━━━ Listed records ━━━
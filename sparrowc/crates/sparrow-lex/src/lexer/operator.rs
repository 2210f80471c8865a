//! Operator lexing.
//!
//! Whether an operator is prefix, postfix or binary depends on what touches
//! it. An operator is *left-bound* when the scalar before it is not
//! whitespace, an opening delimiter, or a separator, and *right-bound* when
//! the scalar after it is not whitespace, a closing delimiter, or a
//! separator. Comments count as whitespace on both sides.
//!
//! | left  | right | kind                   |
//! |-------|-------|------------------------|
//! | bound | bound | `OperBinaryUnspaced`   |
//! | free  | free  | `OperBinarySpaced`     |
//! | bound | free  | `OperPostfix`          |
//! | free  | bound | `OperPrefix`           |

use crate::error::LexErrorKind;
use crate::scanner::Position;
use crate::token::TokenKind;
use crate::unicode::{is_operator_body, is_operator_head, is_whitespace};
use crate::Lexer;

impl<'a> Lexer<'a> {
    /// Returns true if the token starting at `start` is left-bound.
    pub(super) fn is_left_bound(&self, start: Position) -> bool {
        let mut scanner = self.scanner;
        scanner.rewind(start);

        if scanner.is_at_start() {
            return false;
        }

        scanner.putback();
        match scanner.peek() {
            c if is_whitespace(c) => false,
            '(' | '[' | '{' | ',' | ';' | ':' | '\0' => false,
            '\u{FEFF}' if scanner.is_at_start() => false,
            '/' => {
                if scanner.is_at_start() {
                    return true;
                }
                // The end of a block comment is whitespace.
                scanner.putback();
                scanner.peek() != '*'
            },
            _ => true,
        }
    }

    /// Returns true if the token ending at `after` is right-bound.
    pub(super) fn is_right_bound(&self, after: Position, left_bound: bool) -> bool {
        let mut scanner = self.scanner;
        scanner.rewind(after);

        match scanner.peek() {
            c if is_whitespace(c) => false,
            ')' | ']' | '}' | ',' | ';' | ':' | '\0' => false,
            // `x^.y` is postfix `^` then member access, `^.y` is prefix `^`.
            '.' => !left_bound,
            '/' if matches!(scanner.peek_next(), '/' | '*') => false,
            _ => true,
        }
    }

    /// Lexes an operator run starting at `start`. The first scalar has been
    /// consumed.
    pub(super) fn lex_operator(&mut self, start: Position) -> TokenKind {
        self.scanner.rewind(start);
        let can_have_periods = self.scanner.peek() == '.';

        self.scanner.match_if(is_operator_head);
        self.scanner.skip_while_pair(|c, next| {
            if !is_operator_body(c) || (c == '.' && !can_have_periods) {
                return false;
            }
            // `//` and `/*` inside a run start a comment.
            !(c == '/' && matches!(next, '/' | '*'))
        });

        let left_bound = self.is_left_bound(start);
        let right_bound = self.is_right_bound(self.scanner.current(), left_bound);

        let text = self.scanner.text(start);
        match text {
            "=" => {
                if left_bound != right_bound {
                    self.report(LexErrorKind::UnbalancedEqualSpacing, start);
                }
                return TokenKind::Equal;
            },
            "&" if !left_bound && right_bound => return TokenKind::AmpPrefix,
            "." if left_bound == right_bound => return TokenKind::Period,
            "." if right_bound => return TokenKind::PeriodPrefix,
            "." => return self.lex_dangling_period(start, left_bound),
            "?" if left_bound => return TokenKind::QuestionPostfix,
            "?" => return TokenKind::QuestionInfix,
            "->" => return TokenKind::Arrow,
            "*/" => {
                self.report(LexErrorKind::StrayBlockCommentEnd, start);
                return TokenKind::Unknown;
            },
            _ if text.len() > 2 && text.contains("*/") => {
                self.report(LexErrorKind::StrayBlockCommentEnd, start);
                return TokenKind::Unknown;
            },
            _ => {},
        }

        match (left_bound, right_bound) {
            (true, true) => TokenKind::OperBinaryUnspaced,
            (false, false) => TokenKind::OperBinarySpaced,
            (true, false) => TokenKind::OperPostfix,
            (false, true) => TokenKind::OperPrefix,
        }
    }

    /// Handles a `.` bound only on its left, as in `x. y` or `x.`.
    ///
    /// Horizontal whitespace before a member name is tolerated with a
    /// warning. Anything else is a missing member name.
    fn lex_dangling_period(&mut self, start: Position, left_bound: bool) -> TokenKind {
        let mut after_whitespace = self.scanner;
        after_whitespace.skip_over(&[' ', '\t']);

        if self.is_right_bound(after_whitespace.current(), left_bound)
            && after_whitespace.peek() != '/'
        {
            self.report_span(
                LexErrorKind::WhitespaceAfterPeriod,
                self.scanner.current(),
                after_whitespace.current(),
            );
            return TokenKind::Period;
        }

        self.report(LexErrorKind::ExpectedMemberName, start);
        TokenKind::Unknown
    }
}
━━━
*What you will do*. Take from the entries every line that has the string "current".

*Result*.
        let right_bound = self.is_right_bound(self.scanner.current(), left_bound);
        if self.is_right_bound(after_whitespace.current(), left_bound)
                self.scanner.current(),
                after_whitespace.current(),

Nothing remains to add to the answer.